── PROVIDED INFORMATION ──

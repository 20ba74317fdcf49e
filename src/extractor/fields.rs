// src/extractor/fields.rs
//! Personal-info extraction as ordered, named rules.
//!
//! Each field is tried against an explicit "Label: value" line first, then a
//! field-specific heuristic pattern. The first rule that produces a value
//! wins; when none does, the field stays empty.

use once_cell::sync::Lazy;
use regex::Regex;

use crate::types::PersonalInfo;

/// Section headings that must never be captured as a field value. A résumé
/// like "Name:\nEducation" would otherwise report "Education" as the name.
static SECTION_HEADINGS: &[&str] = &[
    "Education",
    "Work Experience",
    "Projects",
    "Technical Skills",
    "Certifications",
    "Achievements",
    "Extracurricular Activities",
    "Languages",
];

/// One named extraction attempt for a field.
pub struct FieldRule {
    pub name: &'static str,
    pub extract: fn(&str) -> Option<String>,
}

/// Apply rules in order; absence is an empty string, never a failure.
pub fn first_match(rules: &[FieldRule], text: &str) -> String {
    rules
        .iter()
        .find_map(|rule| (rule.extract)(text))
        .unwrap_or_default()
}

fn labeled_value(re: &Regex, text: &str) -> Option<String> {
    let value = re.captures(text)?.get(1)?.as_str().trim().to_string();
    if value.is_empty() || SECTION_HEADINGS.contains(&value.as_str()) {
        None
    } else {
        Some(value)
    }
}

static NAME_LABEL: Lazy<Regex> =
    Lazy::new(|| Regex::new(r"(?i)name:\s*([^\n]+)").expect("valid regex"));
static EMAIL_LABEL: Lazy<Regex> =
    Lazy::new(|| Regex::new(r"(?i)email:\s*([^\n]+)").expect("valid regex"));
static PHONE_LABEL: Lazy<Regex> =
    Lazy::new(|| Regex::new(r"(?i)phone:\s*([^\n]+)").expect("valid regex"));
static LOCATION_LABEL: Lazy<Regex> =
    Lazy::new(|| Regex::new(r"(?i)location:\s*([^\n]+)").expect("valid regex"));
static LINKEDIN_LABEL: Lazy<Regex> =
    Lazy::new(|| Regex::new(r"(?i)linkedin:\s*([^\n]+)").expect("valid regex"));

// Leading run of capitalized words, e.g. "Jane Marie Doe". Separators stay
// within the line; a name never continues past a newline.
static NAME_PATTERN: Lazy<Regex> =
    Lazy::new(|| Regex::new(r"^([A-Z][a-z]+(?:[ \t]+[A-Z][a-z]+)+)").expect("valid regex"));
static EMAIL_PATTERN: Lazy<Regex> = Lazy::new(|| {
    Regex::new(r"[a-zA-Z0-9._%+-]+@[a-zA-Z0-9.-]+\.[a-zA-Z]{2,}").expect("valid regex")
});
// International prefix optional, US-style 3-3-4 digit groups.
static PHONE_PATTERN: Lazy<Regex> = Lazy::new(|| {
    Regex::new(r"(?:\+\d{1,3}[-. ]?)?\(?\d{3}\)?[-. ]?\d{3}[-. ]?\d{4}").expect("valid regex")
});
// "City, ST" with an optional trailing country, all on one line.
static LOCATION_PATTERN: Lazy<Regex> = Lazy::new(|| {
    Regex::new(r"([A-Z][a-z]+(?:[ \t]+[A-Z][a-z]+)*,[ \t]*[A-Z]{2}(?:[ \t]+[A-Z][a-z]+)*)")
        .expect("valid regex")
});
static LINKEDIN_PATTERN: Lazy<Regex> =
    Lazy::new(|| Regex::new(r"(?i)linkedin\.com/in/[a-zA-Z0-9-]+").expect("valid regex"));

fn name_label(text: &str) -> Option<String> {
    labeled_value(&NAME_LABEL, text)
}
fn name_heuristic(text: &str) -> Option<String> {
    Some(NAME_PATTERN.captures(text)?.get(1)?.as_str().to_string())
}
fn email_label(text: &str) -> Option<String> {
    labeled_value(&EMAIL_LABEL, text)
}
fn email_heuristic(text: &str) -> Option<String> {
    Some(EMAIL_PATTERN.find(text)?.as_str().to_string())
}
fn phone_label(text: &str) -> Option<String> {
    labeled_value(&PHONE_LABEL, text)
}
fn phone_heuristic(text: &str) -> Option<String> {
    Some(PHONE_PATTERN.find(text)?.as_str().to_string())
}
fn location_label(text: &str) -> Option<String> {
    labeled_value(&LOCATION_LABEL, text)
}
fn location_heuristic(text: &str) -> Option<String> {
    Some(LOCATION_PATTERN.captures(text)?.get(1)?.as_str().to_string())
}
fn linkedin_label(text: &str) -> Option<String> {
    labeled_value(&LINKEDIN_LABEL, text)
}
fn linkedin_heuristic(text: &str) -> Option<String> {
    Some(LINKEDIN_PATTERN.find(text)?.as_str().to_string())
}

pub static NAME_RULES: &[FieldRule] = &[
    FieldRule { name: "label", extract: name_label },
    FieldRule { name: "leading-capitalized-words", extract: name_heuristic },
];
pub static EMAIL_RULES: &[FieldRule] = &[
    FieldRule { name: "label", extract: email_label },
    FieldRule { name: "email-pattern", extract: email_heuristic },
];
pub static PHONE_RULES: &[FieldRule] = &[
    FieldRule { name: "label", extract: phone_label },
    FieldRule { name: "phone-pattern", extract: phone_heuristic },
];
pub static LOCATION_RULES: &[FieldRule] = &[
    FieldRule { name: "label", extract: location_label },
    FieldRule { name: "city-state-pattern", extract: location_heuristic },
];
pub static LINKEDIN_RULES: &[FieldRule] = &[
    FieldRule { name: "label", extract: linkedin_label },
    FieldRule { name: "profile-url-pattern", extract: linkedin_heuristic },
];

pub fn extract_personal_info(text: &str) -> PersonalInfo {
    PersonalInfo {
        name: first_match(NAME_RULES, text),
        email: first_match(EMAIL_RULES, text),
        phone: first_match(PHONE_RULES, text),
        location: first_match(LOCATION_RULES, text),
        linkedin: first_match(LINKEDIN_RULES, text),
    }
}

───

AIM OF THE EXERCISE: Exactly as they stand, set down the lines from the top of the data through the line with "static SECTION_HEADINGS: &[&str]".

SOLVED EXERCISE:
repository 20ba74317fdcf49e
filename src/extractor/fields.rs
// src/extractor/fields.rs
//! Personal-info extraction as ordered, named rules.
//!
//! Each field is tried against an explicit "Label: value" line first, then a
//! field-specific heuristic pattern. The first rule that produces a value
//! wins; when none does, the field stays empty.

use once_cell::sync::Lazy;
use regex::Regex;

use crate::types::PersonalInfo;

/// Section headings that must never be captured as a field value. A résumé
/// like "Name:\nEducation" would otherwise report "Education" as the name.
static SECTION_HEADINGS: &[&str] = &[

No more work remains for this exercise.